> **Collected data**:
**********

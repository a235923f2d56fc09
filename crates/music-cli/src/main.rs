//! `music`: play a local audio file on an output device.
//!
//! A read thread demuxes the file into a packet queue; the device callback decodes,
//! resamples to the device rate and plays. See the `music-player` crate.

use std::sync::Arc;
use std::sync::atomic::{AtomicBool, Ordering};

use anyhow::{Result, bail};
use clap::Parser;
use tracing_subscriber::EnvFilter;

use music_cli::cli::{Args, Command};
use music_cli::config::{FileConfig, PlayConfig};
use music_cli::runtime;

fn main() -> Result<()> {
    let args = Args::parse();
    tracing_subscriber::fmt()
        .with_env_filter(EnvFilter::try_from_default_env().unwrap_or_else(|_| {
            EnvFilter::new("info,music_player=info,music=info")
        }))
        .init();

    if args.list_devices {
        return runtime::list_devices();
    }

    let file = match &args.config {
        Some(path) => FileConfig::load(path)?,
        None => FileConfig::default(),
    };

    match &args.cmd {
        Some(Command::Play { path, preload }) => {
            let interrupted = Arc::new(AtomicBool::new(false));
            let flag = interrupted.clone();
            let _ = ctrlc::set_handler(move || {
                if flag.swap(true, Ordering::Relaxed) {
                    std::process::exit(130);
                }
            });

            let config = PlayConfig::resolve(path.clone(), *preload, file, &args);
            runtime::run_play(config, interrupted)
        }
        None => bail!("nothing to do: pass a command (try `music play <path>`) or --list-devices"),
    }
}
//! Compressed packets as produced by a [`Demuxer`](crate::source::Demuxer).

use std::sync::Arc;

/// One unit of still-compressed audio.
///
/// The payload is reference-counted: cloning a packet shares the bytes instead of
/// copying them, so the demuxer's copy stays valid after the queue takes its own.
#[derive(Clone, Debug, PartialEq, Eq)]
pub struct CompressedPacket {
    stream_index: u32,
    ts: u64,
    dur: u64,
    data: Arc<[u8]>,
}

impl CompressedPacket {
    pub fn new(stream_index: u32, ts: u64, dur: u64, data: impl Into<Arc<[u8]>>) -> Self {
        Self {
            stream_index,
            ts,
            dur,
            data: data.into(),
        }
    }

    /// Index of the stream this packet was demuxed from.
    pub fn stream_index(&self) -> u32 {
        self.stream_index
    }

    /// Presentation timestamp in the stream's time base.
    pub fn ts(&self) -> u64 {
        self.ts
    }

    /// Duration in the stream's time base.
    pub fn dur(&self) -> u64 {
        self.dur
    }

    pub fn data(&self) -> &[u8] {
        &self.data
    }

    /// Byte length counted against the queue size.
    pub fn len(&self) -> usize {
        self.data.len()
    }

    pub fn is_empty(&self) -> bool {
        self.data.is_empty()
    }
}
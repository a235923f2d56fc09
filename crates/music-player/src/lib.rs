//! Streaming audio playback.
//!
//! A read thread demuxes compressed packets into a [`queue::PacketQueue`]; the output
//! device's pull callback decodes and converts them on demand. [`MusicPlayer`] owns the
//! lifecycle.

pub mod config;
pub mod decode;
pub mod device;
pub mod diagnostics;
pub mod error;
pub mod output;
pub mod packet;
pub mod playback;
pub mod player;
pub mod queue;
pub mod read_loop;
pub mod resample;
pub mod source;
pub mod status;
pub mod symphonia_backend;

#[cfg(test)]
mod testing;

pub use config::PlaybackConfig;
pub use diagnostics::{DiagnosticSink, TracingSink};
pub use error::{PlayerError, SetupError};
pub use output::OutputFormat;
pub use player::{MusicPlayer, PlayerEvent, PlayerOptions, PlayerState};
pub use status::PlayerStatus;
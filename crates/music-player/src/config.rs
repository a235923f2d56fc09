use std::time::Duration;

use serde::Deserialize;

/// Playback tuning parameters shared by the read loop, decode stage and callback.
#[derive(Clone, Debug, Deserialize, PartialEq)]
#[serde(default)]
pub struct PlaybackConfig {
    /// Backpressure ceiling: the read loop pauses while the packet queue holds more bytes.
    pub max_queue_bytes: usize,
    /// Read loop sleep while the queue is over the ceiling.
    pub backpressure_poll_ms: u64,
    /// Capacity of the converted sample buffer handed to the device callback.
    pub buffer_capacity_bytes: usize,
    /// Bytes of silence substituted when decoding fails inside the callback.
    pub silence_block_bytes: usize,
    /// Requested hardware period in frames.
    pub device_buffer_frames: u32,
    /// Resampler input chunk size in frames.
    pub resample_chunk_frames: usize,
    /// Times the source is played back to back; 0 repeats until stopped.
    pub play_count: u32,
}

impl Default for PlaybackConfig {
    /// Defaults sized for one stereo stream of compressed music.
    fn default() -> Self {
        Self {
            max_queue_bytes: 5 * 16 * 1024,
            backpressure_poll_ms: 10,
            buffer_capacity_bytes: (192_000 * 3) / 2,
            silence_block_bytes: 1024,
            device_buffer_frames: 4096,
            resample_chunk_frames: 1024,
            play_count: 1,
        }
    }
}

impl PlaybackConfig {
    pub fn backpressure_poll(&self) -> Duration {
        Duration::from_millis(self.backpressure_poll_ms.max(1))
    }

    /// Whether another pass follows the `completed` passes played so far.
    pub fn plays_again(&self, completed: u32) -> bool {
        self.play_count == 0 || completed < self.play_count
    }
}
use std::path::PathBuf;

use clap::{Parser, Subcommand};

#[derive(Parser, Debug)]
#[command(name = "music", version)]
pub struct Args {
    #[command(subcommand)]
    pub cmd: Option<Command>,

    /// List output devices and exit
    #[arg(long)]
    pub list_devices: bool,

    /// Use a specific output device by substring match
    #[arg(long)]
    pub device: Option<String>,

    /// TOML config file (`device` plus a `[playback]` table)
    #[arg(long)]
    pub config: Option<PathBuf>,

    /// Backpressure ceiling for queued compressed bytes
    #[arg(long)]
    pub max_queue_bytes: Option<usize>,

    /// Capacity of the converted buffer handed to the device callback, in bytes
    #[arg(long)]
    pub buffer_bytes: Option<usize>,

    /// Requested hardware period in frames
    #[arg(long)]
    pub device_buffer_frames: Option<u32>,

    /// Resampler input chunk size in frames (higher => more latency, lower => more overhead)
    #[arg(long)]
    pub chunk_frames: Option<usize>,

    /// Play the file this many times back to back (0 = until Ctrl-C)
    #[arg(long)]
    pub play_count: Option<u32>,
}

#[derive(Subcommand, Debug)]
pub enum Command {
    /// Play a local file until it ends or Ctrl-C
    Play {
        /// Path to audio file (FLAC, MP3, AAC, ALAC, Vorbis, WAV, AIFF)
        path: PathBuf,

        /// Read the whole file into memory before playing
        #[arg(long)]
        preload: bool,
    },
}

**********

> **Problem details**: Could you say how many lines in the data above contain "callback"? Reply with the number alone.

> **Result below**: 6